Frankfurter Allgemeine Zeitung - Rezension
Frankfurter Allgemeine Zeitung | Besprechung von 30.11.2013

Neuronen im Dreivierteltakt

Nicht auf das Stöckchen kommt es an, sondern auf richtige Mimik und effektives Proben: Wolfgang Hattinger untersucht den Beruf, in dem Frauen immer noch selten sind - den des Dirigenten.

Von Jan Brachmann

Für das Jahr 2004 verzeichnete das "Performing Arts Yearbook for Europe" insgesamt fünfhundertneunzig Dirigenten. Nur zwölf davon waren Frauen. Wie ist dieses krasse Missverhältnis zu erklären? Liegt es daran, dass der "faschistisch-männliche Mythos von Stärke, Größe und Genie", wie die Musikwissenschaftlerin Nanny Drechsel sich auszudrücken beliebte, das Berufsbild des Dirigenten so fest im Griff hat?

Anke Steinbeck versuchte vor drei Jahren, dem Mythos mit Empirie auf den Leib zu rücken.
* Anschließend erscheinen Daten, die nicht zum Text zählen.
//! Dropout Layer
//!
//! Randomly zeros activations in training mode and rescales the survivors by
//! `1 / (1 - rate)`. In evaluation mode values pass through unchanged. The
//! mask is drawn from the execution context's RNG so runs are reproducible.

use crate::context::ExecutionContext;
use crate::tensor::Tensor;
use rand::Rng;

/// Dropout with a fixed rate
#[derive(Clone, Copy, Debug)]
pub struct TrainableDropout {
    pub rate: f32,
}

impl TrainableDropout {
    /// # Panics
    ///
    /// Panics if `rate` is outside `[0, 1]`.
    pub fn new(rate: f32) -> Self {
        assert!(
            (0.0..=1.0).contains(&rate),
            "Dropout rate must be between 0.0 and 1.0"
        );
        Self { rate }
    }

    /// Forward pass, returning the output and the mask needed for backward
    pub fn forward(&self, x: &Tensor, ctx: &mut ExecutionContext) -> (Tensor, DropoutCache) {
        if !ctx.is_training() || self.rate == 0.0 {
            let cache = DropoutCache {
                mask: None,
                scale: 1.0,
            };
            return (x.clone(), cache);
        }

        if self.rate >= 1.0 {
            let cache = DropoutCache {
                mask: Some(vec![false; x.data.len()]),
                scale: 1.0,
            };
            return (Tensor::zeros(x.shape.clone()), cache);
        }

        let scale = 1.0 / (1.0 - self.rate);
        let mut mask = Vec::with_capacity(x.data.len());
        let mut output = Tensor::zeros(x.shape.clone());

        for (i, &v) in x.data.iter().enumerate() {
            let keep = ctx.rng.gen::<f32>() >= self.rate;
            mask.push(keep);
            if keep {
                output.data[i] = v * scale;
            }
        }

        (
            output,
            DropoutCache {
                mask: Some(mask),
                scale,
            },
        )
    }

    /// Backward pass: apply the forward mask and scale to the gradient
    pub fn backward(&self, grad_output: &Tensor, cache: &DropoutCache) -> Tensor {
        match &cache.mask {
            Some(mask) => {
                let data = grad_output
                    .data
                    .iter()
                    .zip(mask)
                    .map(|(&g, &keep)| if keep { g * cache.scale } else { 0.0 })
                    .collect();
                Tensor::new(data, grad_output.shape.clone())
            }
            None => grad_output.clone(),
        }
    }
}

/// Cache for dropout backward pass
pub struct DropoutCache {
    /// true = kept, false = dropped; None when dropout was inactive
    pub mask: Option<Vec<bool>>,
    pub scale: f32,
}

#[cfg(test)]
mod tests {
    use super::*;

    #[test]
    fn test_eval_mode_is_identity() {
        let mut ctx = ExecutionContext::new(0);
        let x = Tensor::new(vec![1.0, 2.0, 3.0], vec![1, 3]);
        let (y, cache) = TrainableDropout::new(0.5).forward(&x, &mut ctx);
        assert_eq!(y, x);
        assert!(cache.mask.is_none());
    }

    #[test]
    fn test_train_mode_masks_and_scales() {
        let mut ctx = ExecutionContext::new(11);
        ctx.train();
        let dropout = TrainableDropout::new(0.5);
        let x = Tensor::new(vec![1.0; 64], vec![8, 8]);
        let (y, cache) = dropout.forward(&x, &mut ctx);
        let mask = cache.mask.as_ref().unwrap();
        for (&v, &keep) in y.data.iter().zip(mask) {
            assert_eq!(v, if keep { 2.0 } else { 0.0 });
        }

        let g = dropout.backward(&Tensor::new(vec![1.0; 64], vec![8, 8]), &cache);
        assert_eq!(g, y);
    }
}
Ihr Buch "Jenseits vom Mythos Maestro" arbeitete mit Umfragen unter Orchestermusikern und kam zu Ergebnissen, die offenbar die Wissenschaftlerin selbst überraschten: Doppelt so viele Frauen wie Männer schätzten die traditionell als "männlich" ideologisierte autoritäre Arbeitsweise besonders hoch und legten auf "männliche" Führungsstärke bei einem Dirigenten viel mehr Wert als die Männer, die einen kommunikativ-vermittelnden Führungsstil, traditionell als "weiblich" ideologisiert, bevorzugten.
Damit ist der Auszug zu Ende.